Koenig v. Waste Management, Inc.

104 F. Supp. 2d 961, 2000 U.S. Dist. LEXIS 10312, 2000 WL 1009488
CourtDistrict Court, N.D. Illinois
DecidedJuly 20, 2000
Docket99 C 1560
StatusPublished
Cited by3 cases

This text of 104 F. Supp. 2d 961 (Koenig v. Waste Management, Inc.) is published on Counsel Stack Legal Research, covering District Court, N.D. Illinois primary law. Counsel Stack provides free access to over 12 million legal documents including statutes, case law, regulations, and constitutions.

Bluebook
Koenig v. Waste Management, Inc., 104 F. Supp. 2d 961, 2000 U.S. Dist. LEXIS 10312, 2000 WL 1009488 (N.D. Ill. 2000).

Opinion

MEMORANDUM OPINION AND ORDER

CASTILLO, District Judge.

Plaintiff James E. Koenig sued Defendants Waste Management, Inc. and Waste Management Holdings, Inc., alleging violations of the Employee Retirement Income Security Act (“ERISA”), 29 U.S.C. §§ 1001-1461 (1999), and breach of his employment contract. On December 3, 1999, this Court denied the defendants’ motion to dismiss. Koenig v. Waste Management, Inc., 76 F.Supp.2d. 908 (N.D.Ill.1999) (“Koenig I”). Currently before the Court are Plaintiffs Motion for Partial Summary Judgment and Defendants’ Cross-Motion for Summary Judgment.
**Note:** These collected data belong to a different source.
//! Key bytes and sticky modifiers.
//!
//! The keyboard delivers one byte per key. Modifier keys latch: the next key
//! is combined with the latched modifier and the latch clears. Combining
//! happens here, before routing, so screens only ever see final bytes.

/// Backspace.
pub const KEY_BACKSPACE: u8 = 0x08;
/// Enter.
pub const KEY_ENTER: u8 = 0x0D;
/// Shift+Backspace.
pub const KEY_SHIFT_BACKSPACE: u8 = 0x18;
/// Emoji picker key.
pub const KEY_EMOJI: u8 = 0x01;
/// Escape: emergency exit to Home.
pub const KEY_ESCAPE: u8 = 0x1B;
/// Arrow down.
pub const KEY_DOWN: u8 = 0xF1;
/// Arrow up.
pub const KEY_UP: u8 = 0xF2;
/// Arrow left.
pub const KEY_LEFT: u8 = 0xF3;
/// Arrow right.
pub const KEY_RIGHT: u8 = 0xF4;
/// Power button.
pub const KEY_POWER: u8 = 0xF5;
/// Home button.
pub const KEY_HOME: u8 = 0xF6;

/// Direction of an arrow or WASD key.
#[derive(Debug, Clone, Copy, PartialEq, Eq)]
#[cfg_attr(feature = "defmt", derive(defmt::Format))]
pub enum Nav {
    /// Up / `W`.
    Up,
    /// Down / `S`.
    Down,
    /// Left / `A`.
    Left,
    /// Right / `D`.
    Right,
}

/// Coarse class of a key byte.
#[derive(Debug, Clone, Copy, PartialEq, Eq)]
#[cfg_attr(feature = "defmt", derive(defmt::Format))]
pub enum KeyClass {
    /// 0x20..=0x7E.
    Printable(u8),
    /// 0x08.
    Backspace,
    /// 0x0D.
    Enter,
    /// 0x18.
    ShiftBackspace,
    /// 0xF1..=0xF4.
    Arrow(Nav),
    /// 0x01.
    Emoji,
    /// Anything else.
    Other(u8),
}

/// Classify a key byte.
pub fn classify(key: u8) -> KeyClass {
    match key {
        0x20..=0x7E => KeyClass::Printable(key),
        KEY_BACKSPACE => KeyClass::Backspace,
        KEY_ENTER => KeyClass::Enter,
        KEY_SHIFT_BACKSPACE => KeyClass::ShiftBackspace,
        KEY_DOWN => KeyClass::Arrow(Nav::Down),
        KEY_UP => KeyClass::Arrow(Nav::Up),
        KEY_LEFT => KeyClass::Arrow(Nav::Left),
        KEY_RIGHT => KeyClass::Arrow(Nav::Right),
        KEY_EMOJI => KeyClass::Emoji,
        other => KeyClass::Other(other),
    }
}

/// Navigation meaning of a key: arrows, and `W/A/S/D` in either case.
///
/// Screens with a text field must check for text input first.
pub fn nav(key: u8) -> Option<Nav> {
    match key {
        KEY_UP | b'w' | b'W' => Some(Nav::Up),
        KEY_DOWN | b's' | b'S' => Some(Nav::Down),
        KEY_LEFT | b'a' | b'A' => Some(Nav::Left),
        KEY_RIGHT | b'd' | b'D' => Some(Nav::Right),
        _ => None,
    }
}

/// Arrow keys only (for screens where WASD are text).
pub fn arrow(key: u8) -> Option<Nav> {
    match classify(key) {
        KeyClass::Arrow(n) => Some(n),
        _ => None,
    }
}

/// `true` for `q`/`Q`, the back key.
pub fn is_back(key: u8) -> bool {
    key == b'q' || key == b'Q'
}

/// A latching modifier key.
#[derive(Debug, Clone, Copy, PartialEq, Eq)]
#[cfg_attr(feature = "defmt", derive(defmt::Format))]
pub enum Modifier {
    /// Upper case; turns backspace into 0x18.
    Shift,
    /// Symbol layer.
    Alt,
    /// Arrow layer on WASD; symbol layer elsewhere.
    Sym,
}

/// Raw byte a matrix scanner emits for the shift key.
pub const RAW_SHIFT: u8 = 0xE0;
/// Raw byte for the alt key.
pub const RAW_ALT: u8 = 0xE1;
/// Raw byte for the sym key.
pub const RAW_SYM: u8 = 0xE2;

/// Symbols printed on the keys (alt layer), indexed by letter.
const ALT_LAYER: [u8; 26] = [
    b'*', b'!', b'9', b'5', b'2', b'6', b'/', b':', b'-', b';', b'\'', b'"', b'.', // a..m
    b',', b'+', b'@', b'#', b'3', b'4', b'(', b'_', b'?', b'1', b'8', b')', b'7', // n..z
];

/// Sticky modifier latches.
#[derive(Debug, Clone, Copy, Default, PartialEq, Eq)]
pub struct Modifiers {
    shift: bool,
    alt: bool,
    sym: bool,
}

impl Modifiers {
    /// Nothing latched.
    pub const fn new() -> Self {
        Self {
            shift: false,
            alt: false,
            sym: false,
        }
    }

    /// Latch a modifier; pressing it again while latched releases it.
    pub fn latch(&mut self, m: Modifier) {
        let flag = match m {
            Modifier::Shift => &mut self.shift,
            Modifier::Alt => &mut self.alt,
            Modifier::Sym => &mut self.sym,
        };
        *flag = !*flag;
    }

    /// Feed one raw byte: modifier keys latch and yield nothing, any other
    /// key comes back combined.
    pub fn feed(&mut self, raw: u8) -> Option<u8> {
        match raw {
            RAW_SHIFT => self.latch(Modifier::Shift),
            RAW_ALT => self.latch(Modifier::Alt),
            RAW_SYM => self.latch(Modifier::Sym),
            _ => return Some(self.apply(raw)),
        }
        None
    }

    /// `true` if any latch is set.
    pub fn any(&self) -> bool {
        self.shift || self.alt || self.sym
    }

    /// Combine `base` with the latches and clear them.
    pub fn apply(&mut self, base: u8) -> u8 {
        let out = self.combine(base);
        *self = Self::new();
        out
    }

    fn combine(&self, base: u8) -> u8 {
        let lower = base.to_ascii_lowercase();
        if self.sym {
            match lower {
                b'w' => return KEY_UP,
                b'a' => return KEY_LEFT,
                b's' => return KEY_DOWN,
                b'd' => return KEY_RIGHT,
                _ => {}
            }
        }
        if self.alt || self.sym {
            if lower.is_ascii_lowercase() {
                let idx = usize::from(lower.saturating_sub(b'a'));
                return ALT_LAYER.get(idx).copied().unwrap_or(base);
            }
            if base == b' ' {
                return b'\t';
            }
        }
        if self.shift {
            return match base {
                KEY_BACKSPACE => KEY_SHIFT_BACKSPACE,
                b if b.is_ascii_lowercase() => b.to_ascii_uppercase(),
                b => b,
            };
        }
        base
    }
}

#[cfg(test)]
mod tests {
    use super::*;

    #[test]
    fn test_classify() {
        assert_eq!(classify(b'a'), KeyClass::Printable(b'a'));
        assert_eq!(classify(0x18), KeyClass::ShiftBackspace);
        assert_eq!(classify(0xF1), KeyClass::Arrow(Nav::Down));
        assert_eq!(classify(0xF2), KeyClass::Arrow(Nav::Up));
        assert_eq!(classify(0x01), KeyClass::Emoji);
        assert_eq!(classify(0xF6), KeyClass::Other(0xF6));
    }

    #[test]
    fn test_wasd_navigation() {
        assert_eq!(nav(b'W'), Some(Nav::Up));
        assert_eq!(nav(b'd'), Some(Nav::Right));
        assert_eq!(nav(b'x'), None);
        assert_eq!(arrow(b'w'), None);
    }

    #[test]
    fn test_shift_consumed_by_next_key() {
        let mut m = Modifiers::new();
        m.latch(Modifier::Shift);
        assert_eq!(m.apply(b'h'), b'H');
        assert!(!m.any());
        assert_eq!(m.apply(b'i'), b'i');
    }

    #[test]
    fn test_shift_backspace() {
        let mut m = Modifiers::new();
        m.latch(Modifier::Shift);
        assert_eq!(m.apply(KEY_BACKSPACE), KEY_SHIFT_BACKSPACE);
    }

    #[test]
    fn test_alt_layer_and_sym_arrows() {
        let mut m = Modifiers::new();
        m.latch(Modifier::Alt);
        assert_eq!(m.apply(b'q'), b'#');
        m.latch(Modifier::Alt);
        assert_eq!(m.apply(b'p'), b'@');
        m.latch(Modifier::Sym);
        assert_eq!(m.apply(b's'), KEY_DOWN);
        m.latch(Modifier::Sym);
        assert_eq!(m.apply(b'z'), b'7');
    }

    #[test]
    fn test_feed_raw_stream() {
        let mut m = Modifiers::new();
        let out: Vec<u8> = [RAW_SHIFT, b'a', b'b', RAW_ALT, b'w']
            .into_iter()
            .filter_map(|k| m.feed(k))
            .collect();
        assert_eq!(out, [b'A', b'b', b'1']);
    }

    #[test]
    fn test_double_latch_releases() {
        let mut m = Modifiers::new();
        m.latch(Modifier::Shift);
        m.latch(Modifier::Shift);
        assert!(!m.any());
    }
}
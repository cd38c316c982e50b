// Desktop tooling crate: unwrap/expect/panic acceptable outside the device.
#![allow(clippy::unwrap_used, clippy::expect_used, clippy::panic)]
#![allow(missing_docs)]

mod metacache;
mod test;

use anyhow::Result;
use clap::{Parser, Subcommand};

#[derive(Parser)]
#[command(name = "xtask")]
#[command(about = "Meshdeck development tasks", long_about = None)]
#[command(version)]
struct Cli {
    #[command(subcommand)]
    command: Commands,
}

#[derive(Subcommand)]
enum Commands {
    /// Run host tests (unit, scenario and doc tests)
    Test {
        /// Run only unit tests
        #[arg(long)]
        unit: bool,
        /// Run only the tests/ scenario suites
        #[arg(long)]
        integration: bool,
    },
    /// Write `.metacache` files for a local audiobook folder
    Metacache {
        /// Folder laid out like the card's /audiobooks
        #[arg(long)]
        dir: std::path::PathBuf,
    },
}

fn main() -> Result<()> {
    let cli = Cli::parse();

    match cli.command {
        Commands::Test { unit, integration } => test::run(unit, integration),
        Commands::Metacache { dir } => metacache::run(&dir),
    }
}
/* ************************************************************************ **
** This file is part of lalg, and is licensed under EITHER the MIT license  **
** or the Apache 2.0 license, at your option.                               **
**                                                                          **
**     http://www.apache.org/licenses/LICENSE-2.0                           **
**     http://opensource.org/licenses/MIT                                   **
** ************************************************************************ */

#![allow(non_snake_case)]

use failure::{Error, ResultExt};

use std::io::Read;
use std::path::Path;

/// Alternative to `serde_yaml::from_reader` that warns about unused keys.
///
/// Implement it with `derive_yaml_read!`; the deserialization code is then
/// generated once, in the crate that owns the type.
pub trait YamlRead: for <'de> serde::Deserialize<'de> {
    fn from_reader(mut r: impl Read) -> Result<Self, Error>
    { YamlRead::from_dyn_reader(&mut r) }

    fn from_path(path: impl AsRef<Path>) -> Result<Self, Error> {
        let path = path.as_ref();
        let mut file = std::fs::File::open(path)
            .with_context(|_| format!("could not open {}", path.display()))?;
        let out = YamlRead::from_dyn_reader(&mut file)
            .with_context(|_| format!("while reading {}", path.display()))?;
        Ok(out)
    }

    fn from_dyn_reader(r: &mut dyn Read) -> Result<Self, Error> {
        // serde_ignored needs a Deserializer, and serde_yaml only offers one
        // through Value.  Errors coming back through serde_ignored lose their
        // location info, so on failure the text is parsed a second time
        // without it to get a useful message.
        let mut s = String::new();
        r.read_to_string(&mut s)?;

        let value = value_from_str(&s)?;
        match Self::__serde_ignored__from_value(value) {
            Ok(out) => Ok(out),
            Err(first) => match Self::__serde_yaml__from_str(&s) {
                Err(e) => Err(e),
                // can't happen unless the two paths disagree
                Ok(_) => Err(first),
            },
        }
    }

    #[doc(hidden)]
    fn __serde_ignored__from_value(value: serde_yaml::Value) -> Result<Self, Error>;
    #[doc(hidden)]
    fn __serde_yaml__from_str(s: &str) -> Result<Self, Error>;
}

#[macro_export]
macro_rules! derive_yaml_read {
    ($Type:ty) => {
        const _: () = {
            use std::result::Result;
            use std::convert::Into;
            use $crate::reexports::serde_yaml;
            use $crate::reexports::serde_ignored;
            use $crate::reexports::failure::Error;
            use $crate::reexports::log::warn;

            impl $crate::YamlRead for $Type {
                fn __serde_ignored__from_value(value: serde_yaml::Value) -> Result<$Type, Error> {
                    serde_ignored::deserialize(
                        value,
                        |path| warn!("Unused config item (possible typo?): {}", path),
                    ).map_err(Into::into)
                }

                fn __serde_yaml__from_str(s: &str) -> Result<$Type, Error> {
                    serde_yaml::from_str(s).map_err(Into::into)
                }
            }
        };
    };
}

derive_yaml_read!{serde_yaml::Value}

fn value_from_str(r: &str) -> Result<serde_yaml::Value, Error>
{ serde_yaml::from_str(r).map_err(Into::into) }
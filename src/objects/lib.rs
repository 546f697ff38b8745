/* ************************************************************************ **
** This file is part of lalg, and is licensed under EITHER the MIT license  **
** or the Apache 2.0 license, at your option.                               **
**                                                                          **
**     http://www.apache.org/licenses/LICENSE-2.0                           **
**     http://opensource.org/licenses/MIT                                   **
** ************************************************************************ */

//! Vector and matrix value types.
//!
//! Binary operations check that their operands have compatible shapes and
//! report mismatches as [`Error::Dimensions`]. Results are always new values.

#[cfg(test)]
#[macro_use]
extern crate lalg_assert_close;

pub use lalg_slice_math::{Scalar, ZeroDivisionError};

pub use crate::errors::{Error, ErrorKind, Result};
mod errors;

pub use crate::operand::Operand;
mod operand;

pub use crate::vector::{Vector, AngleUnit};
mod vector;

pub use crate::matrix::{Matrix, Product};
mod matrix;

pub use crate::dynamic::Value;
pub mod dynamic;

/// Types that can produce a copy of themselves rounded to some number of
/// decimal places.
pub trait Round: Sized {
    fn rounded(&self, places: i32) -> Self;
}

/// Free-function form of [`Round::rounded`].
#[inline(always)]
pub fn round<T: Round>(x: &T, places: i32) -> T
{ x.rounded(places) }
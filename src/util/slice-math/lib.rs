/* ************************************************************************ **
** This file is part of lalg, and is licensed under EITHER the MIT license  **
** or the Apache 2.0 license, at your option.                               **
**                                                                          **
**     http://www.apache.org/licenses/LICENSE-2.0                           **
**     http://opensource.org/licenses/MIT                                   **
** ************************************************************************ */

//! Elementwise arithmetic on slices of [`Scalar`]s.
//!
//! Pairwise functions zip their inputs and stop at the end of the shorter one.
//! That is not an error here; callers who need equal lengths check first.

#[cfg(test)]
#[macro_use]
extern crate lalg_assert_close;

pub use self::scalar::{Scalar, Compact, ZeroDivisionError};
mod scalar;

/// Elementwise sum.
pub fn add(a: &[Scalar], b: &[Scalar]) -> Vec<Scalar>
{ zip_map(a, b, |x, y| x + y) }

/// Elementwise difference.
pub fn sub(a: &[Scalar], b: &[Scalar]) -> Vec<Scalar>
{ zip_map(a, b, |x, y| x - y) }

/// Elementwise product.
pub fn mul(a: &[Scalar], b: &[Scalar]) -> Vec<Scalar>
{ zip_map(a, b, |x, y| x * y) }

/// Elementwise true division. Fails if any divisor that gets used is zero.
pub fn truediv(a: &[Scalar], b: &[Scalar]) -> Result<Vec<Scalar>, ZeroDivisionError>
{ a.iter().zip(b).map(|(&x, &y)| x.truediv(y)).collect() }

/// Elementwise floor division. Fails if any divisor that gets used is zero.
pub fn floordiv(a: &[Scalar], b: &[Scalar]) -> Result<Vec<Scalar>, ZeroDivisionError>
{ a.iter().zip(b).map(|(&x, &y)| x.floordiv(y)).collect() }

/// Multiply every element by a scalar.
pub fn scalar_mul(a: &[Scalar], k: Scalar) -> Vec<Scalar>
{ a.iter().map(|&x| x * k).collect() }

/// True-divide every element by a scalar.
pub fn scalar_truediv(a: &[Scalar], k: Scalar) -> Result<Vec<Scalar>, ZeroDivisionError>
{ a.iter().map(|&x| x.truediv(k)).collect() }

/// Floor-divide every element by a scalar.
pub fn scalar_floordiv(a: &[Scalar], k: Scalar) -> Result<Vec<Scalar>, ZeroDivisionError>
{ a.iter().map(|&x| x.floordiv(k)).collect() }

/// Sum of pairwise products (truncating like the others).
pub fn dot(a: &[Scalar], b: &[Scalar]) -> Scalar
{ a.iter().zip(b).map(|(&x, &y)| x * y).sum() }

/// Sum of squares.
pub fn sqnorm(a: &[Scalar]) -> Scalar
{ dot(a, a) }

#[inline]
fn zip_map(a: &[Scalar], b: &[Scalar], f: impl Fn(Scalar, Scalar) -> Scalar) -> Vec<Scalar>
{ a.iter().zip(b).map(|(&x, &y)| f(x, y)).collect() }

#[cfg(test)]
mod tests {
    use super::*;
    use super::Scalar::{Int, Real};

    fn ints(xs: &[i64]) -> Vec<Scalar>
    { xs.iter().map(|&x| Int(x)).collect() }

    #[test]
    fn pairwise_truncates() {
        let a = ints(&[1, 2, 3]);
        let b = ints(&[10, 20]);
        assert_eq!(ints(&[11, 22]), add(&a, &b));
        assert_eq!(ints(&[-9, -18]), sub(&a, &b));
        assert_eq!(ints(&[10, 40]), mul(&b, &a));
        assert_eq!(Vec::<Scalar>::new(), add(&a, &[]));
    }

    #[test]
    fn pairwise_division() {
        let a = ints(&[7, -7, 1]);
        let b = ints(&[2, 2]);
        assert_eq!(Ok(vec![Real(3.5), Real(-3.5)]), truediv(&a, &b));
        assert_eq!(Ok(ints(&[3, -4])), floordiv(&a, &b));

        assert_eq!(Err(ZeroDivisionError), truediv(&a, &ints(&[1, 0])));
        assert_eq!(Err(ZeroDivisionError), floordiv(&a, &ints(&[0])));
        // the zero is past the end of `a`, so it is never used
        assert_eq!(Ok(ints(&[7])), floordiv(&a[..1], &ints(&[1, 0])));
    }

    #[test]
    fn broadcast() {
        let a = vec![Int(2), Real(1.5)];
        assert_eq!(vec![Int(6), Real(4.5)], scalar_mul(&a, Int(3)));
        assert_eq!(Ok(vec![Real(1.0), Real(0.75)]), scalar_truediv(&a, Int(2)));
        assert_eq!(Ok(vec![Int(1), Real(0.0)]), scalar_floordiv(&a, Int(2)));
        assert_eq!(Err(ZeroDivisionError), scalar_truediv(&a, Real(0.0)));
        assert_eq!(Err(ZeroDivisionError), scalar_floordiv(&a, Int(0)));
        assert_eq!(Ok(vec![]), scalar_truediv(&[], Int(0)));
    }

    #[test]
    fn dot_and_sqnorm() {
        assert_eq!(Int(32), dot(&ints(&[1, 2, 3]), &ints(&[4, 5, 6])));
        assert_eq!(Int(25), sqnorm(&ints(&[3, 4])));
        assert_eq!(Int(0), sqnorm(&[]));
    }

    #[test]
    fn prop_sub_undoes_add() {
        for _ in 0..10 {
            let a: Vec<Scalar> = (0..4).map(|_| Real(::rand::random())).collect();
            let b: Vec<Scalar> = (0..4).map(|_| Real(::rand::random())).collect();
            let back = sub(&add(&a, &b), &b);
            for (x, y) in back.iter().zip(&a) {
                assert_close!(abs=1e-12, x.to_f64(), y.to_f64());
            }
        }
    }
}
// ---------------------------------------------------------------------------

#[cfg(test)]
mod tests {
    use super::*;
    use crate::ErrorKind;
    use lalg_slice_math::Scalar::{Int, Real};

    fn mat(rows: Vec<Vec<i64>>) -> Matrix
    { Matrix::new(rows).unwrap() }

    fn random_matrix((rows, cols): (usize, usize)) -> Matrix {
        Matrix::new((0..rows).map(|_| {
            (0..cols).map(|_| ::rand::random::<f64>() - 0.5).collect::<Vec<_>>()
        })).unwrap()
    }

    #[test]
    fn construction() {
        let m = mat(vec![vec![2, 3, 2], vec![1, 2, 5]]);
        assert_eq!((2, 3), m.dimensions());
        assert_eq!(vec![vec![Int(2), Int(3), Int(2)], vec![Int(1), Int(2), Int(5)]], m.components());
        assert_eq!(Int(5), m[(1, 2)]);

        let err = Matrix::new(vec![vec![2, 3], vec![2]]).unwrap_err();
        assert_eq!(ErrorKind::Dimensions, err.kind());

        let err = Matrix::new(Vec::<Vec<i64>>::new()).unwrap_err();
        assert_eq!(ErrorKind::Dimensions, err.kind());

        let empty_rows = Matrix::new(vec![Vec::<i64>::new(), vec![]]).unwrap();
        assert_eq!((2, 0), empty_rows.dimensions());
        assert_eq!(2, empty_rows.rows().len());
    }

    #[test]
    fn set_components_is_atomic() {
        let mut m = mat(vec![vec![1, 2]]);
        m.set_components(vec![vec![1.5], vec![2.5]]).unwrap();
        assert_eq!((2, 1), m.dimensions());

        let before = m.clone();
        assert!(m.set_components(vec![vec![1, 2], vec![3]]).is_err());
        assert_eq!(before, m);
    }

    #[test]
    fn add_sub() {
        let a = mat(vec![vec![1, 2], vec![3, 4]]);
        let b = mat(vec![vec![10, 20], vec![30, 40]]);
        assert_eq!(mat(vec![vec![11, 22], vec![33, 44]]), a.add(&b).unwrap());
        assert_eq!(mat(vec![vec![9, 18], vec![27, 36]]), b.sub(&a).unwrap());
        assert_eq!(mat(vec![vec![11, 22], vec![33, 44]]), (&a + &b).unwrap());

        let c = mat(vec![vec![1, 2, 3], vec![4, 5, 6]]);
        assert_eq!(ErrorKind::Dimensions, a.add(&c).unwrap_err().kind());
        assert_eq!(ErrorKind::Dimensions, (&a - &c).unwrap_err().kind());
        let tall = mat(vec![vec![1, 2], vec![3, 4], vec![5, 6]]);
        assert_eq!(ErrorKind::Dimensions, a.sub(&tall).unwrap_err().kind());
    }

    #[test]
    fn multiply_scalar() {
        let a = mat(vec![vec![1, 2], vec![3, 4]]);
        let out = a.multiply(2).unwrap().into_matrix().unwrap();
        assert_eq!(mat(vec![vec![2, 4], vec![6, 8]]), out);

        let out = a.multiply(0.5).unwrap().into_matrix().unwrap();
        assert_eq!(Matrix::new(vec![vec![0.5, 1.0], vec![1.5, 2.0]]).unwrap(), out);
        assert_eq!(out, &a * Real(0.5));
    }

    #[test]
    fn multiply_matrix() {
        let a = mat(vec![vec![2, 3], vec![1, 2]]);
        let b = mat(vec![vec![1, 0], vec![2, 5]]);
        let out = a.multiply(&b).unwrap().into_matrix().unwrap();
        assert_eq!(mat(vec![vec![8, 15], vec![5, 10]]), out);

        // non-square
        let a = mat(vec![vec![1, 2, 3], vec![4, 5, 6]]);
        let b = mat(vec![vec![7], vec![8], vec![9]]);
        assert_eq!(mat(vec![vec![50], vec![122]]), a.matmul(&b).unwrap());
        assert_eq!(ErrorKind::Dimensions, b.matmul(&a).unwrap_err().kind());
        let tall = mat(vec![vec![1, 2], vec![3, 4], vec![5, 6]]);
        assert_eq!((3, 3), tall.matmul(&a).unwrap().dimensions());
        assert_eq!(mat(vec![vec![9, 12, 15], vec![19, 26, 33], vec![29, 40, 51]]), tall.matmul(&a).unwrap());

        assert_eq!(ErrorKind::Dimensions, a.multiply(&a).unwrap_err().kind());
    }

    #[test]
    fn multiply_vector() {
        let a = mat(vec![vec![2, 3, 2], vec![1, 2, 5]]);
        let err = a.multiply(&Vector::new(vec![1, 2])).unwrap_err();
        assert_eq!(ErrorKind::Dimensions, err.kind());

        let out = a.multiply(&Vector::new(vec![1, 2, 3])).unwrap().into_vector().unwrap();
        assert_eq!(Vector::new(vec![14, 20]), out);
        assert_eq!(out, (&a * &Vector::new(vec![1, 2, 3])).unwrap());
    }

    #[test]
    fn prop_matmul_associates() {
        for _ in 0..10 {
            let a = random_matrix((2, 3));
            let b = random_matrix((3, 4));
            let c = random_matrix((4, 2));
            let ab_c = a.matmul(&b).unwrap().matmul(&c).unwrap();
            let a_bc = a.matmul(&b.matmul(&c).unwrap()).unwrap();
            assert_close!(abs=1e-12, ab_c, a_bc);
        }
    }

    #[test]
    fn matmul_does_not_commute() {
        let a = mat(vec![vec![2, 3], vec![1, 2]]);
        let b = mat(vec![vec![1, 0], vec![2, 5]]);
        assert_ne!(a.matmul(&b).unwrap(), b.matmul(&a).unwrap());
    }

    #[test]
    fn equality() {
        let a = mat(vec![vec![1, 2]]);
        assert!(a.equals(&Matrix::new(vec![vec![1.0, 2.0]]).unwrap()));
        assert!(a.not_equals(&mat(vec![vec![1], vec![2]])));
        assert!(!a.equals(&Vector::new(vec![1, 2])));
        assert!(a.not_equals(3));
        assert!(a != Vector::new(vec![1, 2]));
    }

    #[test]
    fn rounded() {
        let m = Matrix::new(vec![vec![1.26, 2.0], vec![-0.34, 7.0]]).unwrap();
        let expected = Matrix::new(vec![vec![1.3, 2.0], vec![-0.3, 7.0]]).unwrap();
        assert_close!(expected, crate::round(&m, 1));
    }

    #[test]
    fn display() {
        let m = Matrix::new(vec![vec![Int(8), Int(15)], vec![Real(5.0), Real(10.5)]]).unwrap();
        assert_eq!("Matrix([8, 15], [5.0, 10.5])", m.to_string());
        assert_eq!("Matrix([])", Matrix::new(vec![Vec::<i64>::new()]).unwrap().to_string());
        assert_eq!("Matrix([8, 15])", mat(vec![vec![8, 15]]).to_string());
    }

    #[cfg(feature = "serde")]
    #[test]
    fn serde() {
        let m: Matrix = serde_json::from_str("[[1, 2], [3, 4.5]]").unwrap();
        assert_eq!(Matrix::new(vec![vec![Int(1), Int(2)], vec![Int(3), Real(4.5)]]).unwrap(), m);
        assert_eq!("[[1,2],[3,4.5]]", serde_json::to_string(&m).unwrap());
        assert!(serde_json::from_str::<Matrix>("[[1, 2], [3]]").is_err());
        assert!(serde_json::from_str::<Matrix>("[]").is_err());
    }
}
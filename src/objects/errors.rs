/* ************************************************************************ **
** This file is part of lalg, and is licensed under EITHER the MIT license  **
** or the Apache 2.0 license, at your option.                               **
**                                                                          **
**     http://www.apache.org/licenses/LICENSE-2.0                           **
**     http://opensource.org/licenses/MIT                                   **
** ************************************************************************ */

use lalg_slice_math::ZeroDivisionError;

pub type Result<T> = std::result::Result<T, Error>;

#[derive(Debug, Clone, PartialEq, thiserror::Error)]
#[non_exhaustive]
pub enum Error {
    /// An operand of the wrong kind (non-numeric data, vector used as a scalar,
    /// non-integer size, ...).
    #[error("{}", .0)]
    Type(String),

    /// Shapes that are incompatible for the requested operation.
    #[error("{}", .0)]
    Dimensions(String),

    #[error(transparent)]
    Division(#[from] ZeroDivisionError),

    #[error("cannot get the angle between two vectors if either has zero magnitude")]
    ZeroMagnitude,
}

#[derive(Debug, Copy, Clone, PartialEq, Eq, Hash)]
pub enum ErrorKind { Type, Dimensions, Division, ZeroMagnitude }

impl Error {
    pub fn type_error(msg: impl Into<String>) -> Self
    { Error::Type(msg.into()) }

    pub fn dimensions(msg: impl Into<String>) -> Self
    { Error::Dimensions(msg.into()) }

    pub fn kind(&self) -> ErrorKind {
        match self {
            Error::Type(_) => ErrorKind::Type,
            Error::Dimensions(_) => ErrorKind::Dimensions,
            Error::Division(_) => ErrorKind::Division,
            Error::ZeroMagnitude => ErrorKind::ZeroMagnitude,
        }
    }

    /// True for every failure that amounts to dividing by zero.
    ///
    /// This includes [`Error::ZeroMagnitude`], since the angle formula
    /// divides by both magnitudes.
    pub fn is_division(&self) -> bool {
        match self.kind() {
            ErrorKind::Division | ErrorKind::ZeroMagnitude => true,
            ErrorKind::Type | ErrorKind::Dimensions => false,
        }
    }
}

/// Unsupported operand error for a binary operation.
pub(crate) fn unsupported(op: &str, lhs: &str, rhs: &str) -> Error {
    Error::type_error(format!(
        "unsupported operand type(s) for {}: '{}' and '{}'", op, lhs, rhs,
    ))
}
After carefully reviewing the record, we grant summary judgment for the defendants and deny the plaintiffs motion.

RELEVANT FACTS 1

Koenig filed suit against the defendants seeking to recover his benefits under the Supplemental Executive Retirement Plan (“SERP”), which provided benefits to executive-level employees who had met certain conditions. After the merger that resulted in New Waste, SERP benefits were to b'e paid out to beneficiaries in lump sum payments. SERP benefits, however, could be forfeited if a plan participant, inter alia, performed acts of willful malfeasance or gross negligence. Under the First Amendment of the SERP, if a SERP participant was under investigation for gross negligence or willful malfeasance, his or *964 her benefits would be directed to an interest-bearing' escrow account, subject to forfeiture pending the conclusion of the investigation. The parties disagree as to which body was responsible for determining whether any current or former employees had committed willful malfeasance or gross negligence. Koenig asserts that the Audit Committee of the Board of Directors, and its duly appointed successor, made these determinations, while the defendants argue that only the full Board of Directors had final decision-making power.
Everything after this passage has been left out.